Dieta mediterrânea pode reduzir a fragilidade e melhorar o microbioma intestinal conforme você envelhece, afirma novo estudo

Os especialistas em saúde têm saudado a Dieta Mediterrânea como o Santo Graal da nutrição nos últimos anos. Inspirada nos sabores e métodos de cozimento dos países que fazem fronteira com o Mar Mediterrâneo, descobriu-se que a dieta combate a inflamação, promove a saúde cardíaca, reduz o risco de câncer, melhora a longevidade e mantém o cérebro em dia. Agora, de acordo com uma nova pesquisa, a dieta também pode reduzir o risco de fragilidade que vem com o envelhecimento.
De acordo com o novo estudo, publicado na revista Gut , a ênfase da dieta em frutas e vegetais, gorduras saudáveis e grãos integrais aumenta as bactérias intestinais benéficas ligadas à melhoria da função cerebral. memória e um risco menor de se tornar frágil, o que, em adultos mais velhos, pode incluir inflamação crônica de baixo grau, desenvolvimento de doenças crônicas como diabetes e problemas de mobilidade.
Os pesquisadores acompanharam 612 pessoas com idade entre 65 a 79 anos de cinco países europeus - Reino Unido, França, Holanda, Itália e Polônia - que eram frágeis ou à beira da fragilidade, quando o estudo começou. Metade dos participantes foi instruída a seguir uma dieta rigorosa baseada nos princípios da dieta mediterrânea, comendo uma grande quantidade de vegetais, legumes, frutas, nozes, azeite de oliva e peixe, e pequenas quantidades de carne vermelha, laticínios e gorduras saturadas. A outra metade continuou a comer da maneira normal.
Os pesquisadores descobriram que aqueles que seguiram a dieta por um ano tinham uma diversidade menor de bactérias no microbioma intestinal - também conhecidos como microorganismos que vivem no trato gastrointestinal - no final do estudo. Eles também experimentaram um crescimento de bactérias boas anteriormente encontradas para reduzir o risco de fragilidade, aumentar a atividade cerebral e melhorar a memória. Os pesquisadores também descobriram que a nacionalidade dos participantes ou a composição do microbioma no início do estudo não tiveram influência nos resultados.
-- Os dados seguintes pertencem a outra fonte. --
//! Ledger storage port
//!
//! Every mutation runs inside a [`LedgerUnitOfWork`] opened for a fixed set
//! of accounts. Opening it takes a write lock on each account in ascending id
//! order; the locks are held until the unit of work is committed or dropped.
//! Dropping without `commit` discards every staged write.

use std::time::Duration;

use async_trait::async_trait;

use core_kernel::{DomainPort, HealthCheckable, SavingsAccountId, TransactionId};

use crate::account::SavingsAccount;
use crate::error::LedgerError;
use crate::transaction::{SavingsTransaction, TransactionType};

/// Repository for savings accounts and their postings
#[async_trait]
pub trait LedgerRepository: DomainPort + HealthCheckable {
    /// Locks the given accounts and opens a unit of work over them
    ///
    /// # Errors
    ///
    /// `LedgerError::LockTimeout` when any lock is not granted within `timeout`.
    async fn begin(
        &self,
        accounts: &[SavingsAccountId],
        timeout: Duration,
    ) -> Result<Box<dyn LedgerUnitOfWork>, LedgerError>;

    async fn find_account(&self, id: SavingsAccountId) -> Result<Option<SavingsAccount>, LedgerError>;

    async fn find_transaction(&self, id: TransactionId) -> Result<Option<SavingsTransaction>, LedgerError>;

    /// All postings of an account, oldest first
    async fn list_transactions(
        &self,
        account_id: SavingsAccountId,
    ) -> Result<Vec<SavingsTransaction>, LedgerError>;

    async fn account_number_exists(&self, account_number: &str) -> Result<bool, LedgerError>;
}

/// Atomic batch of ledger writes over a locked set of accounts
#[async_trait]
pub trait LedgerUnitOfWork: Send {
    /// Reads a locked account, including writes staged in this unit
    async fn account(&mut self, id: SavingsAccountId) -> Result<SavingsAccount, LedgerError>;

    async fn insert_account(&mut self, account: &SavingsAccount) -> Result<(), LedgerError>;

    async fn update_account(&mut self, account: &SavingsAccount) -> Result<(), LedgerError>;

    async fn transaction(&mut self, id: TransactionId) -> Result<Option<SavingsTransaction>, LedgerError>;

    /// Looks up the posting holding an idempotency key
    async fn find_by_reference(
        &mut self,
        account_id: SavingsAccountId,
        reference: &str,
        transaction_type: TransactionType,
    ) -> Result<Option<SavingsTransaction>, LedgerError>;

    /// The counter-posting of `original`, if one exists
    async fn find_reversal(
        &mut self,
        original: TransactionId,
    ) -> Result<Option<SavingsTransaction>, LedgerError>;

    async fn has_pending(&mut self, account_id: SavingsAccountId) -> Result<bool, LedgerError>;

    async fn insert_transaction(&mut self, transaction: &SavingsTransaction) -> Result<(), LedgerError>;

    async fn update_transaction(&mut self, transaction: &SavingsTransaction) -> Result<(), LedgerError>;

    /// Applies every staged write atomically and releases the locks
    async fn commit(self: Box<Self>) -> Result<(), LedgerError>;
}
'Nossos resultados apóiam a viabilidade de melhorar a dieta habitual para modular a microbiota intestinal que, por sua vez, tem o potencial de promover um envelhecimento mais saudável ', escreveram os autores do estudo.
O professor co-autor do estudo Paul O'Toole, PhD, diretor da escola de microbiologia da University College Cork, Irlanda, explica a Saúde que, em última análise, a dieta mediterrânea “fornece nutrientes ligados à saúde que estão ausentes em uma dieta ocidental processada típica”. Ele também diz que a dieta “estimula o crescimento de micróbios intestinais”, que podem reduzir a inflamação no corpo, permitindo que o sistema imunológico tenha uma chance melhor de lutar contra doenças e responder às vacinas.
No entanto, o processo de "religar todo um ecossistema" como o microbioma do seu intestino não vai acontecer da noite para o dia, de acordo com O’Toole. Em vez disso, leva cerca de seis meses a um ano para fazer a diferença. “Anteriormente, tentamos melhorar o microbioma intestinal ao longo de 6 meses com 5 prebióticos e os efeitos foram modestos”, continua ele. “A Dieta Mediterrânea por um ano inteiro teve efeitos muito mais fortes.”
A dieta mediterrânea foi classificada como a melhor dieta do mundo por três anos consecutivos pelo US News and World Report . David Katz, MD, diretor fundador do Centro de Pesquisa de Prevenção da Universidade de Yale e um dos 25 juízes do painel, explicou que "as marcas de uma dieta 'melhor' incluem equilíbrio, sustentabilidade, palatabilidade, familiaridade, sustentabilidade, juntamente com saúde , ”E que a“ Dieta mediterrânea recebe marcas de verificação em todas essas caixas. ”
Além de obter as maiores honras, também alcançou o primeiro lugar em quatro outras categorias, Melhores dietas para uma alimentação saudável, As dietas mais fáceis de seguir, as melhores dietas para diabetes e as melhores dietas à base de plantas.